What to work on:
Word for word, transcribe the material below from its first line to the line with "#[async_trait]", both included.

* * *

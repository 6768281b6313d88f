//! # Menu Client
//!
//! Provides a high‑level API for interacting with the `MenuItem` actor.
use crate::menu_actor::MenuError;
use crate::model::{MenuItem, MenuItemCreate, MenuItemId, MenuItemUpdate};
use actor_framework::{ActorClient, FrameworkError, ResourceClient};
use async_trait::async_trait;
use tracing::{debug, instrument};

/// Client for interacting with the Menu actor.
#[derive(Clone)]
pub struct MenuClient {
    inner: ResourceClient<MenuItem>,
}

impl MenuClient {
    pub fn new(inner: ResourceClient<MenuItem>) -> Self {
        Self { inner }
    }

    #[instrument(skip(self))]
    pub async fn create_menu_item(&self, params: MenuItemCreate) -> Result<MenuItem, MenuError> {
        debug!("Sending request");
        self.inner.create(params).await.map_err(Self::map_error)
    }

    #[instrument(skip(self))]
    pub async fn update_menu_item(
        &self,
        id: MenuItemId,
        update: MenuItemUpdate,
    ) -> Result<MenuItem, MenuError> {
        debug!("Sending request");
        self.inner.update(id, update).await.map_err(Self::map_error)
    }
}

#[async_trait]
impl ActorClient<MenuItem> for MenuClient {
    type Error = MenuError;

    fn inner(&self) -> &ResourceClient<MenuItem> {
        &self.inner
    }

    fn map_error(e: FrameworkError) -> Self::Error {
        match e {
            FrameworkError::NotFound(id) => MenuError::NotFound(id),
            FrameworkError::EntityError(inner) => match inner.downcast::<MenuError>() {
                Ok(err) => *err,
                Err(other) => MenuError::ActorCommunicationError(other.to_string()),
            },
            other => MenuError::ActorCommunicationError(other.to_string()),
        }
    }
}

#[cfg(test)]
mod tests {
    use super::*;

    #[tokio::test]
    async fn test_update_keeps_entity_error_variant() {
        let (actor, client) = crate::menu_actor::new(8);
        tokio::spawn(actor.run());

        let item = client
            .create_menu_item(MenuItemCreate::new("Latte", 3.2))
            .await
            .unwrap();
        let err = client
            .update_menu_item(item.id, MenuItemUpdate::price(-2.0))
            .await
            .unwrap_err();
        assert!(matches!(err, MenuError::ValidationError(_)));

        let err = client
            .update_menu_item(MenuItemId(99), MenuItemUpdate::price(1.0))
            .await
            .unwrap_err();
        assert_eq!(err, MenuError::NotFound("99".into()));
    }
}
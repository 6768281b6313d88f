//! # System Lifecycle
//!
//! Boots every component of the pipeline in-process and tears it down again.
//!
//! ## Boot order
//!
//! 1. **Stores** - one resource actor per service, each in its own Tokio task.
//! 2. **Leaf services** - the user directory and the catalog bind their addresses and
//!    register in the service registry.
//! 3. **Order service** - gets its own [`ConnectionCache`](crate::discovery::ConnectionCache)
//!    and validators, then binds and registers like the others.
//! 4. **Gateway** - a second cache over the same registry.
//!
//! Nothing resolves a dependency during boot. Caches connect on first use, so the
//! order in which services register does not matter to callers.
//!
//! ## Graceful Shutdown
//!
//! 1. Stop the servers. Their services own clones of the store clients.
//! 2. Drop the remaining clients so every actor mailbox closes.
//! 3. Await the actor tasks; each logs its final size on the way out.

pub mod order_system;

pub use order_system::*;
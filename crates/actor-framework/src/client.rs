//! # Generic Client
//!
//! The handle used to talk to a `ResourceActor`.

use crate::entity::ActorEntity;
use crate::error::FrameworkError;
use crate::message::ResourceRequest;
use tokio::sync::{mpsc, oneshot};

/// ## ResourceClient
///
/// The `ResourceClient<T>` forwards requests over a Tokio mpsc channel and receives
/// results via oneshot channels. It holds only a sender, so cloning is cheap and clones
/// can be shared across tasks.
///
/// Once every clone is dropped the actor's mailbox closes and the actor shuts down.
pub struct ResourceClient<T: ActorEntity> {
    sender: mpsc::Sender<ResourceRequest<T>>,
}

// Manual impl: deriving would require `T: Clone` bounds on the associated types.
impl<T: ActorEntity> Clone for ResourceClient<T> {
    fn clone(&self) -> Self {
        Self {
            sender: self.sender.clone(),
        }
    }
}

impl<T: ActorEntity> ResourceClient<T> {
    pub fn new(sender: mpsc::Sender<ResourceRequest<T>>) -> Self {
        Self { sender }
    }

    /// Creates an entity and returns it with every id the actor assigned.
    pub async fn create(&self, params: T::Create) -> Result<T, FrameworkError> {
        let (respond_to, response) = oneshot::channel();
        self.sender
            .send(ResourceRequest::Create { params, respond_to })
            .await
            .map_err(|_| FrameworkError::ActorClosed)?;
        response.await.map_err(|_| FrameworkError::ActorDropped)?
    }

    pub async fn get(&self, id: T::Id) -> Result<Option<T>, FrameworkError> {
        let (respond_to, response) = oneshot::channel();
        self.sender
            .send(ResourceRequest::Get { id, respond_to })
            .await
            .map_err(|_| FrameworkError::ActorClosed)?;
        response.await.map_err(|_| FrameworkError::ActorDropped)?
    }

    pub async fn list(&self) -> Result<Vec<T>, FrameworkError> {
        let (respond_to, response) = oneshot::channel();
        self.sender
            .send(ResourceRequest::List { respond_to })
            .await
            .map_err(|_| FrameworkError::ActorClosed)?;
        response.await.map_err(|_| FrameworkError::ActorDropped)?
    }

    pub async fn update(&self, id: T::Id, update: T::Update) -> Result<T, FrameworkError> {
        let (respond_to, response) = oneshot::channel();
        self.sender
            .send(ResourceRequest::Update {
                id,
                update,
                respond_to,
            })
            .await
            .map_err(|_| FrameworkError::ActorClosed)?;
        response.await.map_err(|_| FrameworkError::ActorDropped)?
    }
}
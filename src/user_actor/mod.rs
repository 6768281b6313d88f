//! # User Actor
//!
//! The store behind the user directory service.
//!
//! ## Structure
//!
//! - [`entity`] - [`ActorEntity`](actor_framework::ActorEntity) implementation for [`User`]
//! - [`error`] - [`UserError`] type for type-safe error handling
//! - [`new()`] - Factory function that creates the actor and client
//!
//! ## Usage
//!
//! ```rust
//! use order_pipeline::model::UserCreate;
//! use order_pipeline::user_actor;
//!
//! #[tokio::main]
//! async fn main() -> Result<(), Box<dyn std::error::Error>> {
//!     let (actor, client) = user_actor::new(32);
//!     tokio::spawn(actor.run());
//!
//!     let user = client
//!         .create_user(UserCreate::new("Alice", "alice@example.com"))
//!         .await?;
//!     assert_eq!(user.id.0, 1);
//!     Ok(())
//! }
//! ```

pub mod entity;
pub mod error;

pub use error::*;

use crate::clients::UserClient;
use crate::model::User;
use actor_framework::ResourceActor;

/// Creates a new User actor and its client.
pub fn new(mailbox_size: usize) -> (ResourceActor<User>, UserClient) {
    let (actor, generic_client) = ResourceActor::new(mailbox_size);
    (actor, UserClient::new(generic_client))
}
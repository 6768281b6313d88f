//! # ActorEntity Trait
//!
//! The `ActorEntity` trait defines the contract that every stored resource (User, MenuItem,
//! Order, …) must implement to be managed by the generic `ResourceActor`. It specifies
//! associated types for IDs, DTOs and errors, and provides the lifecycle hooks
//! (`from_create_params`, `on_create`, `on_update`).
//!
//! # Architecture Note
//! By defining one contract for all resource types we write the `ResourceActor` loop
//! *once*. Associated types keep payloads apart: a `User` entity requires a `UserCreate`
//! payload, and you can't accidentally send it a `MenuItemCreate`.
//!
//! # Provided Methods (Hooks)
//! - [`ActorEntity::on_create`] runs after construction and before insertion. An entity that
//!   owns children (an order and its line items) assigns their ids here.
//!
//! The default implementation does nothing (`Ok(())`).

use crate::sequence::IdSequence;
use std::fmt::{Debug, Display};
use std::hash::Hash;

/// Trait that any resource entity must implement to be managed by `ResourceActor`.
///
/// Hooks run inside the actor's message loop, one request at a time. Anything done in a
/// hook is therefore atomic with respect to every other request sent to the same actor.
pub trait ActorEntity: Clone + Debug + Send + Sync + 'static {
    /// The unique identifier for this entity.
    /// Must be convertible from u32 for automatic ID generation.
    type Id: Eq + Hash + Clone + Send + Sync + Display + Debug + From<u32>;

    /// The data required to create a new instance (DTO - Data Transfer Object).
    type Create: Send + Sync + Debug;

    /// The data required to update an existing instance.
    ///
    /// Immutable resources use an uninhabited enum here.
    type Update: Send + Sync + Debug;

    /// The error type for this entity.
    ///
    /// # Design Note: Error Granularity
    ///
    /// The framework uses one error enum per resource rather than one per operation.
    /// Clients deal with a single `OrderError`, making pattern matching easier at the
    /// cost of some precision about which operation can return which variant.
    type Error: std::error::Error + Send + Sync + 'static;

    /// Construct the full Entity from the ID and Payload.
    fn from_create_params(id: Self::Id, params: Self::Create) -> Result<Self, Self::Error>;

    /// Called after construction, before the entity becomes visible.
    ///
    /// `child_ids` is the actor's second sequence, reserved for records owned by the
    /// entity. Returning an error discards the entity.
    fn on_create(&mut self, _child_ids: &mut IdSequence) -> Result<(), Self::Error> {
        Ok(())
    }

    /// Called when an update request is received.
    fn on_update(&mut self, update: Self::Update) -> Result<(), Self::Error>;
}
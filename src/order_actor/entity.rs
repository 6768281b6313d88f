//! [`ActorEntity`] implementation for [`Order`].

use crate::model::{Order, OrderCreate, OrderId, OrderItem, OrderItemId, OrderUpdate};
use crate::order_actor::OrderError;
use actor_framework::{ActorEntity, IdSequence};

impl ActorEntity for Order {
    type Id = OrderId;
    type Create = OrderCreate;
    type Update = OrderUpdate;
    type Error = OrderError;

    fn from_create_params(id: OrderId, params: OrderCreate) -> Result<Self, OrderError> {
        let items = params
            .items
            .into_iter()
            .map(|draft| OrderItem {
                id: OrderItemId(0),
                order_id: id,
                menu_item_id: draft.menu_item_id,
                menu_item_name: draft.menu_item_name,
                quantity: draft.quantity,
                price: draft.price,
            })
            .collect();

        Ok(Self {
            id,
            user_id: params.user_id,
            status: params.status,
            items,
        })
    }

    /// Refuses empty orders and zero quantities, then numbers the lines.
    ///
    /// Checks run before any line id is drawn, so a refused order leaves no gap in the
    /// line sequence.
    fn on_create(&mut self, child_ids: &mut IdSequence) -> Result<(), OrderError> {
        if self.items.is_empty() {
            return Err(OrderError::InvalidArgument(
                "order must have at least one item".into(),
            ));
        }
        if self.items.iter().any(|item| item.quantity == 0) {
            return Err(OrderError::InvalidArgument(
                "quantity must be greater than 0".into(),
            ));
        }
        for item in &mut self.items {
            item.id = OrderItemId(child_ids.next_id());
        }
        Ok(())
    }

    fn on_update(&mut self, update: OrderUpdate) -> Result<(), OrderError> {
        match update {}
    }
}

#[cfg(test)]
mod tests {
    use super::*;
    use crate::model::{MenuItemId, OrderItemDraft, UserId, ORDER_STATUS_PENDING};

    fn draft(menu_item_id: u32, quantity: u32) -> OrderItemDraft {
        OrderItemDraft {
            menu_item_id: MenuItemId(menu_item_id),
            menu_item_name: format!("item {menu_item_id}"),
            quantity,
            price: 1.0,
        }
    }

    fn create(items: Vec<OrderItemDraft>) -> OrderCreate {
        OrderCreate {
            user_id: UserId(1),
            status: ORDER_STATUS_PENDING.to_string(),
            items,
        }
    }

    #[test]
    fn test_lines_get_order_id_and_sequential_ids() {
        let mut seq = IdSequence::new();
        let mut order =
            Order::from_create_params(OrderId(9), create(vec![draft(4, 1), draft(2, 3)])).unwrap();
        order.on_create(&mut seq).unwrap();

        assert_eq!(order.items[0].id, OrderItemId(1));
        assert_eq!(order.items[1].id, OrderItemId(2));
        assert!(order.items.iter().all(|item| item.order_id == OrderId(9)));
        assert_eq!(order.items[0].menu_item_id, MenuItemId(4));
    }

    #[test]
    fn test_empty_order_is_refused() {
        let mut order = Order::from_create_params(OrderId(1), create(vec![])).unwrap();
        let err = order.on_create(&mut IdSequence::new()).unwrap_err();
        assert_eq!(
            err,
            OrderError::InvalidArgument("order must have at least one item".into())
        );
    }

    #[test]
    fn test_zero_quantity_refused_without_drawing_ids() {
        let mut seq = IdSequence::new();
        let mut order =
            Order::from_create_params(OrderId(1), create(vec![draft(1, 2), draft(2, 0)])).unwrap();
        assert!(order.on_create(&mut seq).is_err());
        assert_eq!(seq.next_id(), 1);
    }
}
//! Validator attestations
//!
//! A redeem is authorized by a secp256k1 signature from the configured
//! validator over the canonical message
//! `keccak256(swap_id ‖ uint256(amount) ‖ recipient)`, signed with the
//! EIP-191 personal-message prefix.
//!
//! The validator key is the sole trust anchor of the bridge. Anyone holding
//! it can authorize an unbounded release for any swap id, amount and
//! recipient; custody of that key lives outside this crate.

mod verifier;

pub use verifier::{recover_personal_signer, AttestationVerifier};

use crate::hashing::Packed;

use ethers::types::{Address, Bytes, H256, U256};
use serde::{Deserialize, Serialize};

/// Release authorization handed to the recipient out of band
#[derive(Debug, Clone, PartialEq, Eq, Serialize, Deserialize)]
pub struct Attestation {
    pub swap_id: H256,
    pub amount: U256,
    pub recipient: Address,
    pub signature: Bytes,
}

/// Canonical message the validator signs for a release
pub fn attestation_message(swap_id: H256, amount: U256, recipient: Address) -> H256 {
    Packed::new()
        .bytes32(swap_id)
        .uint(amount)
        .address(recipient)
        .keccak()
}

* * *

Finished exercise:
repository 6768281b6313d88f
//! # Menu Client
//!
//! Provides a high‑level API for interacting with the `MenuItem` actor.
use crate::menu_actor::MenuError;
use crate::model::{MenuItem, MenuItemCreate, MenuItemId, MenuItemUpdate};
use actor_framework::{ActorClient, FrameworkError, ResourceClient};
use async_trait::async_trait;
use tracing::{debug, instrument};

/// Client for interacting with the Menu actor.
#[derive(Clone)]
pub struct MenuClient {
    inner: ResourceClient<MenuItem>,
}

impl MenuClient {
    pub fn new(inner: ResourceClient<MenuItem>) -> Self {
        Self { inner }
    }

    #[instrument(skip(self))]
    pub async fn create_menu_item(&self, params: MenuItemCreate) -> Result<MenuItem, MenuError> {
        debug!("Sending request");
        self.inner.create(params).await.map_err(Self::map_error)
    }

    #[instrument(skip(self))]
    pub async fn update_menu_item(
        &self,
        id: MenuItemId,
        update: MenuItemUpdate,
    ) -> Result<MenuItem, MenuError> {
        debug!("Sending request");
        self.inner.update(id, update).await.map_err(Self::map_error)
    }
}

#[async_trait]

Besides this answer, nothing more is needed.